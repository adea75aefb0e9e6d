//! 라이프사이클 관리.
//!
//! 종료 시그널 핸들링과 종료 신호 전파.

use tokio::sync::watch;
use tracing::info;

/// 라이프사이클 관리자
pub struct LifecycleManager {
    shutdown_tx: watch::Sender<bool>,
    shutdown_rx: watch::Receiver<bool>,
}

impl LifecycleManager {
    /// 새 라이프사이클 관리자 생성
    pub fn new() -> Self {
        let (tx, rx) = watch::channel(false);
        Self {
            shutdown_tx: tx,
            shutdown_rx: rx,
        }
    }

    /// 종료 수신기 복제
    pub fn subscribe(&self) -> watch::Receiver<bool> {
        self.shutdown_rx.clone()
    }

    /// 종료 신호 발송
    pub fn shutdown(&self) {
        info!("종료 신호 발송");
        let _ = self.shutdown_tx.send(true);
    }

    /// OS 시그널 대기 (SIGINT, SIGTERM) 후 종료 신호 발송
    pub async fn wait_for_signal(&self) -> std::io::Result<()> {
        #[cfg(unix)]
        {
            use tokio::signal::unix::{signal, SignalKind};
            let mut sigint = signal(SignalKind::interrupt())?;
            let mut sigterm = signal(SignalKind::terminate())?;

            tokio::select! {
                _ = sigint.recv() => {
                    info!("SIGINT 수신");
                }
                _ = sigterm.recv() => {
                    info!("SIGTERM 수신");
                }
            }
        }

        #[cfg(not(unix))]
        {
            tokio::signal::ctrl_c().await?;
            info!("Ctrl+C 수신");
        }

        self.shutdown();
        Ok(())
    }
}

impl Default for LifecycleManager {
    fn default() -> Self {
        Self::new()
    }
}
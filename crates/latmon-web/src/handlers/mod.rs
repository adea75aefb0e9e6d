//! API 핸들러 모듈.

pub mod health;
pub mod latency;
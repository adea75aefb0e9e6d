//! 데이터셋 경로 해석.
//!
//! # 해석 순서
//! 1. 설정된 절대 경로는 그대로 사용
//! 2. 설정된 상대 경로는 기준 디렉토리(설정 파일 위치 또는 현재 디렉토리) 기준
//! 3. 설정이 없으면 기준 디렉토리의 `q-vercel-latency.json`
//! 4. 그것도 없으면 플랫폼별 데이터 디렉토리
//!    - macOS: `~/Library/Application Support/com.latmon.latmon/`
//!    - Windows: `%APPDATA%\latmon\latmon\data\`
//!    - Linux: `~/.local/share/latmon/`

use directories::ProjectDirs;
use std::path::{Path, PathBuf};
use tracing::debug;

/// 기본 데이터셋 파일 이름
pub const DEFAULT_DATASET_FILE: &str = "q-vercel-latency.json";

/// 데이터셋 경로 결정
pub fn resolve_dataset_path(configured: Option<&Path>, base_dir: &Path) -> PathBuf {
    let resolved = match configured {
        Some(path) if path.is_absolute() => path.to_path_buf(),
        Some(path) => base_dir.join(path),
        None => {
            let local = base_dir.join(DEFAULT_DATASET_FILE);
            if local.exists() {
                local
            } else {
                ProjectDirs::from("com", "latmon", "latmon")
                    .map(|dirs| dirs.data_dir().join(DEFAULT_DATASET_FILE))
                    .unwrap_or(local)
            }
        }
    };

    debug!("데이터셋 경로 해석: {}", resolved.display());
    resolved
}
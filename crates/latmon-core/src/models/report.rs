//! 집계 결과 모델.

use serde::ser::SerializeMap;
use serde::{Deserialize, Serialize, Serializer};

/// 리전 단위 요약 통계
#[derive(Debug, Clone, PartialEq, Serialize, Deserialize)]
pub struct RegionSummary {
    /// 평균 지연 (밀리초)
    pub avg_latency: f64,
    /// 95 백분위 지연 (밀리초, 선형 보간)
    pub p95_latency: f64,
    /// 평균 가용성
    pub avg_uptime: f64,
    /// 임계값을 초과한 레코드 수
    pub breaches: u64,
}

/// 리전 → 요약 매핑
///
/// 요청에 처음 등장한 순서를 유지한다. 같은 리전을 다시 넣으면
/// 기존 위치의 값을 덮어쓴다. JSON 객체로 직렬화된다.
#[derive(Debug, Clone, Default, PartialEq)]
pub struct RegionReport {
    entries: Vec<(String, RegionSummary)>,
}

impl RegionReport {
    /// 빈 리포트 생성
    pub fn new() -> Self {
        Self::default()
    }

    /// 리전 요약 추가 (이미 있으면 제자리 덮어쓰기)
    pub fn insert(&mut self, region: impl Into<String>, summary: RegionSummary) {
        let region = region.into();
        match self.entries.iter_mut().find(|(name, _)| *name == region) {
            Some((_, existing)) => *existing = summary,
            None => self.entries.push((region, summary)),
        }
    }

    /// 리전 요약 조회
    pub fn get(&self, region: &str) -> Option<&RegionSummary> {
        self.entries
            .iter()
            .find(|(name, _)| name == region)
            .map(|(_, summary)| summary)
    }

    pub fn len(&self) -> usize {
        self.entries.len()
    }

    pub fn is_empty(&self) -> bool {
        self.entries.is_empty()
    }

    /// 삽입 순서대로 리전 이름 반환
    pub fn regions(&self) -> impl Iterator<Item = &str> {
        self.entries.iter().map(|(name, _)| name.as_str())
    }

    pub fn iter(&self) -> impl Iterator<Item = (&str, &RegionSummary)> {
        self.entries
            .iter()
            .map(|(name, summary)| (name.as_str(), summary))
    }
}

impl Serialize for RegionReport {
    fn serialize<S: Serializer>(&self, serializer: S) -> Result<S::Ok, S::Error> {
        let mut map = serializer.serialize_map(Some(self.entries.len()))?;
        for (region, summary) in &self.entries {
            map.serialize_entry(region, summary)?;
        }
        map.end()
    }
}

※

— Task prompt —
All the entries are to be reproduced verbatim.

— Answer area —
repository adea75aefb0e9e6d
//! 라이프사이클 관리.
//!
//! 종료 시그널 핸들링과 종료 신호 전파.

use tokio::sync::watch;
use tracing::info;

/// 라이프사이클 관리자
pub struct LifecycleManager {
    shutdown_tx: watch::Sender<bool>,
    shutdown_rx: watch::Receiver<bool>,
}

impl LifecycleManager {
    /// 새 라이프사이클 관리자 생성
    pub fn new() -> Self {
        let (tx, rx) = watch::channel(false);
        Self {
            shutdown_tx: tx,
            shutdown_rx: rx,
        }
    }

    /// 종료 수신기 복제
    pub fn subscribe(&self) -> watch::Receiver<bool> {
        self.shutdown_rx.clone()
    }

    /// 종료 신호 발송
    pub fn shutdown(&self) {
        info!("종료 신호 발송");
        let _ = self.shutdown_tx.send(true);
    }

    /// OS 시그널 대기 (SIGINT, SIGTERM) 후 종료 신호 발송
    pub async fn wait_for_signal(&self) -> std::io::Result<()> {
        #[cfg(unix)]
        {
            use tokio::signal::unix::{signal, SignalKind};
            let mut sigint = signal(SignalKind::interrupt())?;
            let mut sigterm = signal(SignalKind::terminate())?;

            tokio::select! {
                _ = sigint.recv() => {
                    info!("SIGINT 수신");
                }
                _ = sigterm.recv() => {
                    info!("SIGTERM 수신");
                }
            }
        }

        #[cfg(not(unix))]
        {
            tokio::signal::ctrl_c().await?;
            info!("Ctrl+C 수신");
        }

        self.shutdown();
        Ok(())
    }
}

impl Default for LifecycleManager {
    fn default() -> Self {
        Self::new()
    }
}
filename crates/latmon-web/src/handlers/mod.rs
repository adea75aefb0e9e6d
//! API 핸들러 모듈.

pub mod health;
pub mod latency;
repository adea75aefb0e9e6d
//! 데이터셋 경로 해석.
//!
//! # 해석 순서
//! 1. 설정된 절대 경로는 그대로 사용
//! 2. 설정된 상대 경로는 기준 디렉토리(설정 파일 위치 또는 현재 디렉토리) 기준
//! 3. 설정이 없으면 기준 디렉토리의 `q-vercel-latency.json`
//! 4. 그것도 없으면 플랫폼별 데이터 디렉토리
//!    - macOS: `~/Library/Application Support/com.latmon.latmon/`
//!    - Windows: `%APPDATA%\latmon\latmon\data\`
//!    - Linux: `~/.local/share/latmon/`

use directories::ProjectDirs;
use std::path::{Path, PathBuf};
use tracing::debug;

/// 기본 데이터셋 파일 이름
pub const DEFAULT_DATASET_FILE: &str = "q-vercel-latency.json";

/// 데이터셋 경로 결정
pub fn resolve_dataset_path(configured: Option<&Path>, base_dir: &Path) -> PathBuf {
    let resolved = match configured {
        Some(path) if path.is_absolute() => path.to_path_buf(),
        Some(path) => base_dir.join(path),
        None => {
            let local = base_dir.join(DEFAULT_DATASET_FILE);
            if local.exists() {
                local
            } else {
                ProjectDirs::from("com", "latmon", "latmon")
                    .map(|dirs| dirs.data_dir().join(DEFAULT_DATASET_FILE))
                    .unwrap_or(local)
            }
        }
    };

    debug!("데이터셋 경로 해석: {}", resolved.display());
    resolved
}
filename crates/latmon-core/src/models/report.rs
//! 집계 결과 모델.

use serde::ser::SerializeMap;
use serde::{Deserialize, Serialize, Serializer};

/// 리전 단위 요약 통계
#[derive(Debug, Clone, PartialEq, Serialize, Deserialize)]
pub struct RegionSummary {
    /// 평균 지연 (밀리초)
    pub avg_latency: f64,
    /// 95 백분위 지연 (밀리초, 선형 보간)
    pub p95_latency: f64,
    /// 평균 가용성
    pub avg_uptime: f64,
    /// 임계값을 초과한 레코드 수
    pub breaches: u64,
}

/// 리전 → 요약 매핑
///
/// 요청에 처음 등장한 순서를 유지한다. 같은 리전을 다시 넣으면
/// 기존 위치의 값을 덮어쓴다. JSON 객체로 직렬화된다.
#[derive(Debug, Clone, Default, PartialEq)]
pub struct RegionReport {
    entries: Vec<(String, RegionSummary)>,
}

impl RegionReport {
    /// 빈 리포트 생성
    pub fn new() -> Self {
        Self::default()
    }

    /// 리전 요약 추가 (이미 있으면 제자리 덮어쓰기)
    pub fn insert(&mut self, region: impl Into<String>, summary: RegionSummary) {
        let region = region.into();
        match self.entries.iter_mut().find(|(name, _)| *name == region) {
            Some((_, existing)) => *existing = summary,
            None => self.entries.push((region, summary)),
        }
    }

    /// 리전 요약 조회
    pub fn get(&self, region: &str) -> Option<&RegionSummary> {
        self.entries
            .iter()
            .find(|(name, _)| name == region)
            .map(|(_, summary)| summary)
    }

    pub fn len(&self) -> usize {
        self.entries.len()
    }

    pub fn is_empty(&self) -> bool {
        self.entries.is_empty()
    }

    /// 삽입 순서대로 리전 이름 반환
    pub fn regions(&self) -> impl Iterator<Item = &str> {
        self.entries.iter().map(|(name, _)| name.as_str())
    }

    pub fn iter(&self) -> impl Iterator<Item = (&str, &RegionSummary)> {
        self.entries
            .iter()
            .map(|(name, summary)| (name.as_str(), summary))
    }
}

impl Serialize for RegionReport {
    fn serialize<S: Serializer>(&self, serializer: S) -> Result<S::Ok, S::Error> {
        let mut map = serializer.serialize_map(Some(self.entries.len()))?;
        for (region, summary) in &self.entries {
            map.serialize_entry(region, summary)?;
        }
        map.end()
    }
}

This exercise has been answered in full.